Dès les premières instants, j'ai compris que de larges libertés avaient été prises avec le texte original de Fallada. L'amplitude de l'oeuvre écrite, par sa longueur et par son foisonnement psychologique, est à l'évidence peu compatible avec le format cinématographique.
Il n'est donc pas surprenant en soi que des choix éditoriaux aient été faits, avec la permission implicite que recèle la fameuse expression consacrée "D'après l'oeuvre de...".
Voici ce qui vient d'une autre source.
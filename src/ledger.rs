//! Ledger RPC collaborator
//!
//! Everything the probe engine needs from a cluster: submit a lightweight
//! transfer (with or without priority-fee instructions), poll a signature's
//! commitment, check whether a blockhash is still valid, and estimate a
//! recent priority fee. Transaction construction and signing live entirely
//! behind this boundary; the engine only orchestrates calls and timing.

use std::fmt;
use std::str::FromStr;
use std::sync::Arc;
use std::time::Duration;

use async_trait::async_trait;
use solana_client::nonblocking::rpc_client::RpcClient;
use solana_sdk::{
    commitment_config::CommitmentConfig,
    compute_budget::ComputeBudgetInstruction,
    hash::Hash,
    instruction::Instruction,
    pubkey::Pubkey,
    signature::{Keypair, Signature},
    signer::Signer,
    system_instruction,
    transaction::Transaction,
};

/// Amount moved by a probe transfer, in lamports. Kept minimal so the fee
/// payer balance lasts.
const PROBE_TRANSFER_LAMPORTS: u64 = 1;

/// Recent-fee lookup bounds.
const PRIORITY_FEE_FLOOR: u64 = 1;
const PRIORITY_FEE_CAP: u64 = 100_000_000;
const PRIORITY_FEE_SLOTS: usize = 100;

/// Raw error text from the RPC boundary. Classification happens in the
/// engine, not here.
#[derive(Debug, Clone, PartialEq)]
pub struct LedgerError(pub String);

impl fmt::Display for LedgerError {
    fn fmt(&self, f: &mut fmt::Formatter<'_>) -> fmt::Result {
        f.write_str(&self.0)
    }
}

impl std::error::Error for LedgerError {}

impl LedgerError {
    fn from_display(e: impl fmt::Display) -> Self {
        Self(e.to_string())
    }
}

/// Commitment level reported for a submitted transaction.
#[derive(Debug, Clone, Copy, PartialEq, Eq, PartialOrd, Ord)]
pub enum Commitment {
    Processed,
    Confirmed,
    Finalized,
}

impl Commitment {
    pub fn is_confirmed(self) -> bool {
        self >= Commitment::Confirmed
    }
}

/// A submitted transaction plus the blockhash it was built against, so the
/// caller can treat blockhash expiry as a definitive outcome.
#[derive(Debug, Clone)]
pub struct SubmittedTx {
    pub signature: String,
    pub blockhash: String,
}

#[async_trait]
pub trait LedgerClient: Send + Sync {
    /// Estimate a compute-unit price from recently paid priority fees.
    async fn recent_priority_fee(&self) -> Result<u64, LedgerError>;

    /// Submit a plain transfer, bounded by `timeout`.
    async fn submit_transfer(&self, timeout: Duration) -> Result<String, LedgerError>;

    /// Submit a transfer carrying compute-budget instructions.
    async fn submit_priority_transfer(
        &self,
        compute_unit_price: u64,
        compute_unit_limit: u32,
        timeout: Duration,
    ) -> Result<SubmittedTx, LedgerError>;

    /// Current commitment of a signature, `None` when the node has no record.
    async fn signature_status(&self, signature: &str) -> Result<Option<Commitment>, LedgerError>;

    /// Whether the given blockhash is still usable for new transactions.
    async fn is_blockhash_valid(&self, blockhash: &str) -> Result<bool, LedgerError>;
}

/// `LedgerClient` over a Solana JSON-RPC endpoint.
pub struct SolanaLedgerClient {
    rpc: Arc<RpcClient>,
    keypair: Arc<Keypair>,
    receiver: Pubkey,
}

impl SolanaLedgerClient {
    /// `receiver` defaults to the fee payer itself (self-transfer) when the
    /// configuration names no receiver.
    pub fn new(rpc: Arc<RpcClient>, keypair: Arc<Keypair>, receiver: Option<Pubkey>) -> Self {
        let receiver = receiver.unwrap_or_else(|| keypair.pubkey());
        Self {
            rpc,
            keypair,
            receiver,
        }
    }

    pub fn url(&self) -> String {
        self.rpc.url()
    }

    async fn sign_and_send(
        &self,
        instructions: &[Instruction],
        timeout: Duration,
    ) -> Result<(Signature, Hash), LedgerError> {
        let blockhash = self
            .rpc
            .get_latest_blockhash()
            .await
            .map_err(LedgerError::from_display)?;
        let tx = Transaction::new_signed_with_payer(
            instructions,
            Some(&self.keypair.pubkey()),
            &[self.keypair.as_ref()],
            blockhash,
        );
        let send = self.rpc.send_transaction(&tx);
        let signature = tokio::time::timeout(timeout, send)
            .await
            .map_err(|_| {
                LedgerError(format!(
                    "transaction submit timed out after {}s",
                    timeout.as_secs()
                ))
            })?
            .map_err(LedgerError::from_display)?;
        Ok((signature, blockhash))
    }
}

#[async_trait]
impl LedgerClient for SolanaLedgerClient {
    async fn recent_priority_fee(&self) -> Result<u64, LedgerError> {
        let mut fees = self
            .rpc
            .get_recent_prioritization_fees(&[self.keypair.pubkey()])
            .await
            .map_err(LedgerError::from_display)?;
        // Newest slots first, max paid fee over the most recent window.
        fees.sort_by(|a, b| b.slot.cmp(&a.slot));
        let mut price = PRIORITY_FEE_FLOOR;
        for fee in fees.iter().take(PRIORITY_FEE_SLOTS) {
            if fee.prioritization_fee > price {
                price = fee.prioritization_fee;
            }
            if price > PRIORITY_FEE_CAP {
                price = PRIORITY_FEE_CAP;
                break;
            }
        }
        Ok(price)
    }

    async fn submit_transfer(&self, timeout: Duration) -> Result<String, LedgerError> {
        let transfer = system_instruction::transfer(
            &self.keypair.pubkey(),
            &self.receiver,
            PROBE_TRANSFER_LAMPORTS,
        );
        let (signature, _) = self.sign_and_send(&[transfer], timeout).await?;
        Ok(signature.to_string())
    }

    async fn submit_priority_transfer(
        &self,
        compute_unit_price: u64,
        compute_unit_limit: u32,
        timeout: Duration,
    ) -> Result<SubmittedTx, LedgerError> {
        let instructions = [
            ComputeBudgetInstruction::set_compute_unit_limit(compute_unit_limit),
            ComputeBudgetInstruction::set_compute_unit_price(compute_unit_price),
            system_instruction::transfer(
                &self.keypair.pubkey(),
                &self.receiver,
                PROBE_TRANSFER_LAMPORTS,
            ),
        ];
        let (signature, blockhash) = self.sign_and_send(&instructions, timeout).await?;
        Ok(SubmittedTx {
            signature: signature.to_string(),
            blockhash: blockhash.to_string(),
        })
    }

    async fn signature_status(&self, signature: &str) -> Result<Option<Commitment>, LedgerError> {
        let signature = Signature::from_str(signature).map_err(LedgerError::from_display)?;
        let response = self
            .rpc
            .get_signature_statuses(&[signature])
            .await
            .map_err(LedgerError::from_display)?;
        let status = response.value.into_iter().next().flatten();
        Ok(status.map(|s| {
            if s.satisfies_commitment(CommitmentConfig::finalized()) {
                Commitment::Finalized
            } else if s.satisfies_commitment(CommitmentConfig::confirmed()) {
                Commitment::Confirmed
            } else {
                Commitment::Processed
            }
        }))
    }

    async fn is_blockhash_valid(&self, blockhash: &str) -> Result<bool, LedgerError> {
        let hash = Hash::from_str(blockhash).map_err(LedgerError::from_display)?;
        self.rpc
            .is_blockhash_valid(&hash, CommitmentConfig::processed())
            .await
            .map_err(LedgerError::from_display)
    }
}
Celui qui n'aura pas lu le roman auparavant aura un regard impartial, mais ce n'est pas mon cas et j'ai trouvé certains de ces choix très discutables. Beaucoup de situations sont très significativement raccourcies - et donc par la force des choses simplifiées - à tel enseigne qu'on se demande s'il n'aurait pas mieux valu ne pas les aborder du tout. Je pense notamment à l'histoire de la vieille dame juive mais surtout au dépôt des cartes dissidentes dans les cages d'immeubles qui n'est évoqué que très superficiellement alors que c'est une importante source de tension et de suspense dans le roman et qui, pour le coup, avait un fantastique potentiel de cinéma.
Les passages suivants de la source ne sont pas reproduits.